È strano quell'ultimo tiro, ha grandi recuperi ma anche molta aleatorietà e non necessita di resistenza alla forza... ma comunque di una buona forza di dita e soprattutto un buon paio di piedi... Sì è proprio difficile dare la difficoltà a questa lunghezza che penso possa offrire varie soluzioni, ma forse le prime impressioni che ho avuto possono essere vere e questo paragone può servire: è leggermente più facile di "Appigli ridicoli", proprio perché non ha la sua continuità, assomiglia più a "C’era una volta a Cornalba" proprio per la discontinuità ma con passi molto più duri.

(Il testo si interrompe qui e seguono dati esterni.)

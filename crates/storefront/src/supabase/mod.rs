//! HTTP clients for the hosted backend (Supabase).
//!
//! # Architecture
//!
//! - One shared [`SupabaseClient`] holds the `reqwest` client, project URL,
//!   anon key, and the signed-in user's access token (if any)
//! - [`SupabaseRest`] implements [`RemoteStore`](crate::db::RemoteStore) over PostgREST
//! - [`SupabaseAuth`] implements [`IdentityProvider`](crate::services::auth::IdentityProvider)
//!   over the GoTrue endpoints
//! - [`EdgeFunctionGateway`] implements [`PaymentGateway`](crate::services::payment::PaymentGateway)
//!   over a deployed edge function
//!
//! Requests carry the anon key as `apikey`. The bearer token is the user's
//! access token when signed in, otherwise the anon key.

mod auth;
mod functions;
mod rest;

pub use auth::SupabaseAuth;
pub use functions::EdgeFunctionGateway;
pub use rest::SupabaseRest;

use std::sync::{Arc, PoisonError, RwLock};

use reqwest::{Method, RequestBuilder, StatusCode};
use secrecy::{ExposeSecret, SecretString};
use serde::de::DeserializeOwned;
use thiserror::Error;
use url::Url;

use crate::config::SupabaseConfig;

/// Postgres error code for a unique constraint violation.
pub const UNIQUE_VIOLATION: &str = "23505";

/// Errors that can occur when calling the hosted backend.
#[derive(Debug, Error)]
pub enum SupabaseError {
    /// HTTP request failed.
    #[error("HTTP error: {0}")]
    Http(#[from] reqwest::Error),

    /// The backend answered with a non-success status.
    #[error("API error ({status}): {message}")]
    Api {
        /// HTTP status code.
        status: u16,
        /// Backend error code (Postgres SQLSTATE or auth error code).
        code: Option<String>,
        /// Human-readable message from the backend.
        message: String,
    },

    /// JSON parsing failed.
    #[error("JSON parse error: {0}")]
    Parse(#[from] serde_json::Error),

    /// Rate limited by the backend.
    #[error("Rate limited, retry after {0} seconds")]
    RateLimited(u64),

    /// A request URL could not be built.
    #[error("Invalid URL: {0}")]
    InvalidUrl(String),
}

impl SupabaseError {
    /// Backend error code, if the response carried one.
    #[must_use]
    pub fn code(&self) -> Option<&str> {
        match self {
            Self::Api { code, .. } => code.as_deref(),
            _ => None,
        }
    }

    /// HTTP status, if the backend answered.
    #[must_use]
    pub const fn status(&self) -> Option<u16> {
        match self {
            Self::Api { status, .. } => Some(*status),
            Self::RateLimited(_) => Some(429),
            _ => None,
        }
    }

    /// Whether this is a unique constraint violation.
    #[must_use]
    pub fn is_unique_violation(&self) -> bool {
        self.code() == Some(UNIQUE_VIOLATION)
    }
}

// =============================================================================
// SupabaseClient
// =============================================================================

/// Shared client for the hosted backend.
///
/// Cheap to clone; clones share the access token slot.
#[derive(Clone)]
pub struct SupabaseClient {
    inner: Arc<SupabaseClientInner>,
}

struct SupabaseClientInner {
    client: reqwest::Client,
    base_url: Url,
    anon_key: SecretString,
    access_token: RwLock<Option<SecretString>>,
}

impl std::fmt::Debug for SupabaseClient {
    fn fmt(&self, f: &mut std::fmt::Formatter<'_>) -> std::fmt::Result {
        f.debug_struct("SupabaseClient")
            .field("base_url", &self.inner.base_url.as_str())
            .field("signed_in", &self.has_access_token())
            .finish_non_exhaustive()
    }
}

impl SupabaseClient {
    /// Create a new client for the configured project.
    #[must_use]
    pub fn new(config: &SupabaseConfig) -> Self {
        Self {
            inner: Arc::new(SupabaseClientInner {
                client: reqwest::Client::new(),
                base_url: config.url.clone(),
                anon_key: config.anon_key.clone(),
                access_token: RwLock::new(None),
            }),
        }
    }

    /// Project base URL.
    #[must_use]
    pub fn base_url(&self) -> &Url {
        &self.inner.base_url
    }

    /// Use `token` as the bearer for subsequent requests.
    pub fn set_access_token(&self, token: SecretString) {
        *self
            .inner
            .access_token
            .write()
            .unwrap_or_else(PoisonError::into_inner) = Some(token);
    }

    /// Fall back to the anon key as bearer.
    pub fn clear_access_token(&self) {
        *self
            .inner
            .access_token
            .write()
            .unwrap_or_else(PoisonError::into_inner) = None;
    }

    /// Whether a user access token is set.
    #[must_use]
    pub fn has_access_token(&self) -> bool {
        self.inner
            .access_token
            .read()
            .unwrap_or_else(PoisonError::into_inner)
            .is_some()
    }

    /// Resolve `path` against the project URL.
    ///
    /// # Errors
    ///
    /// Returns `SupabaseError::InvalidUrl` if the path cannot be joined.
    pub fn endpoint(&self, path: &str) -> Result<Url, SupabaseError> {
        self.inner
            .base_url
            .join(path)
            .map_err(|e| SupabaseError::InvalidUrl(format!("{path}: {e}")))
    }

    /// Start a request with the standard headers.
    pub(crate) fn request(&self, method: Method, url: Url) -> RequestBuilder {
        let bearer = self
            .inner
            .access_token
            .read()
            .unwrap_or_else(PoisonError::into_inner)
            .as_ref()
            .map_or_else(
                || self.inner.anon_key.expose_secret().to_string(),
                |t| t.expose_secret().to_string(),
            );

        self.inner
            .client
            .request(method, url)
            .header("apikey", self.inner.anon_key.expose_secret())
            .bearer_auth(bearer)
    }

    /// Send a request and decode the JSON body.
    pub(crate) async fn send_json<T: DeserializeOwned>(
        &self,
        request: RequestBuilder,
    ) -> Result<T, SupabaseError> {
        let text = Self::send(request).await?;
        serde_json::from_str(&text).map_err(|e| {
            tracing::error!(
                error = %e,
                body = %truncate(&text, 500),
                "Failed to parse backend response"
            );
            SupabaseError::Parse(e)
        })
    }

    /// Send a request and discard the body.
    pub(crate) async fn send_empty(&self, request: RequestBuilder) -> Result<(), SupabaseError> {
        Self::send(request).await.map(|_| ())
    }

    async fn send(request: RequestBuilder) -> Result<String, SupabaseError> {
        let response = request.send().await?;
        let status = response.status();

        if status == StatusCode::TOO_MANY_REQUESTS {
            let retry_after = response
                .headers()
                .get("Retry-After")
                .and_then(|v| v.to_str().ok())
                .and_then(|s| s.parse::<u64>().ok())
                .unwrap_or(1);
            return Err(SupabaseError::RateLimited(retry_after));
        }

        let text = response.text().await?;

        if !status.is_success() {
            tracing::warn!(
                status = %status,
                body = %truncate(&text, 500),
                "Backend returned non-success status"
            );
            return Err(api_error(status.as_u16(), &text));
        }

        Ok(text)
    }
}

fn truncate(s: &str, max: usize) -> String {
    s.chars().take(max).collect()
}

/// Build an `Api` error from an error body.
///
/// PostgREST bodies look like `{code, message, details, hint}`; GoTrue bodies
/// use `{error_code, msg}` or `{error, error_description}`.
fn api_error(status: u16, body: &str) -> SupabaseError {
    let value: serde_json::Value = serde_json::from_str(body).unwrap_or_default();

    let field = |name: &str| {
        value.get(name).and_then(|v| match v {
            serde_json::Value::String(s) if !s.is_empty() => Some(s.clone()),
            serde_json::Value::Number(n) => Some(n.to_string()),
            _ => None,
        })
    };

    let code = field("error_code").or_else(|| field("code"));
    let message = field("message")
        .or_else(|| field("msg"))
        .or_else(|| field("error_description"))
        .or_else(|| field("error"))
        .unwrap_or_else(|| {
            if body.trim().is_empty() {
                format!("HTTP {status}")
            } else {
                truncate(body, 200)
            }
        });

    SupabaseError::Api {
        status,
        code,
        message,
    }
}

#[cfg(test)]
#[allow(clippy::unwrap_used)]
mod tests {
    use super::*;

    fn client() -> SupabaseClient {
        SupabaseClient::new(&SupabaseConfig {
            url: Url::parse("https://abc.supabase.co").unwrap(),
            anon_key: SecretString::from("anon"),
            payment_function: "process-payment".to_string(),
            email_redirect_url: None,
        })
    }

    #[test]
    fn test_endpoint_joins_path() {
        let url = client().endpoint("/rest/v1/orders").unwrap();
        assert_eq!(url.as_str(), "https://abc.supabase.co/rest/v1/orders");
    }

    #[test]
    fn test_access_token_slot_is_shared() {
        let a = client();
        let b = a.clone();
        a.set_access_token(SecretString::from("jwt"));
        assert!(b.has_access_token());
        b.clear_access_token();
        assert!(!a.has_access_token());
    }

    #[test]
    fn test_api_error_postgrest_body() {
        let err = api_error(
            409,
            r#"{"code":"23505","message":"duplicate key value","details":null,"hint":null}"#,
        );
        assert!(err.is_unique_violation());
        assert_eq!(err.status(), Some(409));
        assert_eq!(err.to_string(), "API error (409): duplicate key value");
    }

    #[test]
    fn test_api_error_gotrue_bodies() {
        let err = api_error(400, r#"{"code":400,"error_code":"email_not_confirmed","msg":"Email not confirmed"}"#);
        assert_eq!(err.code(), Some("email_not_confirmed"));
        assert_eq!(err.to_string(), "API error (400): Email not confirmed");

        let err = api_error(
            400,
            r#"{"error":"invalid_grant","error_description":"Invalid login credentials"}"#,
        );
        assert_eq!(err.to_string(), "API error (400): Invalid login credentials");
    }

    #[test]
    fn test_api_error_non_json_body() {
        assert_eq!(api_error(502, "").to_string(), "API error (502): HTTP 502");
        assert_eq!(
            api_error(500, "upstream exploded").to_string(),
            "API error (500): upstream exploded"
        );
    }

    #[test]
    fn test_rate_limited_error() {
        let err = SupabaseError::RateLimited(60);
        assert_eq!(err.to_string(), "Rate limited, retry after 60 seconds");
        assert_eq!(err.status(), Some(429));
    }
}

Credo assomigli anche a "Bain de sang"... anche se non è così compressa però è lunga più del doppio e chiodata più allegra (a 300m da terra) e, cosa da non tralasciare, questo è l’ultimo tiro di una via che non è mai assolutamente banale fin dal primo tiro, e oltre che sulle dita pesa anche mentalmente. Il che forse può suggerire una gradazione fra l’8c e il 9a ma naturalmente questa è una proposta… Non lo so, forse se mi fossi semplicemente concentrato su questo tiro magari sarebbe stato tutto più facile ma ho preferito affrontare sempre la via più che il tiro... Insomma le uniche cose di cui sono veramente sicuro è che bella, molto molto bella, che ho fatto fatica e che mio figlio mi ha suggerito un bel nome per la parete: "Gran Burrone".
Maurizio "Manolo" Zanolla

Scheda Via
Vette Feltrine, Cima senza nome (2000m)
Parete sud, via SOLO PER VECCHI GUERRIERI
Apritori: Manolo e Federico Gorda, estate 2006 (i primi 2 tiri Manolo da solo)
Sviluppo: 150m
Esposizione: Sud
Difficolta': 8c/9a max; 7c/8a obbligatorio
Materiale: via interamente attrezzata a spit necessari 10 rinvii ed una corda da 60m
Attacco: dal paese di Aune prendere la ripida e cementata strada forestale direzione nord (acceso vietato) e alle varie biforcazioni andare sempre diritti tenendo come punto di riferimento le indicazioni segnavia (bianco-rosse n° 810) che portamo alla Casera Monsampiano. La strada finisce ad una baita e il sentiero s'inoltra nel ripido bosco fino a sbucare nel vallone di Aune. Quando il sentiero gira a sinistra (dopo un'ora circa) abbandonarlo e continuare diritti nel vallone (ometti) fino alla base della “ferrata del tubo” (acquedotto). Da qui attraversare a destra per la larga banca prativa che diventa sempre più inclinata fino a morire su un'aerea spalla (1,30 circa da Aune). Dalla spalla (attacco di "Bisogna essere veloci per descrivere la nuvole") attraversare verso il centro della esposta parete e per rocce rotte (30m circa corda fissa) all'attacco.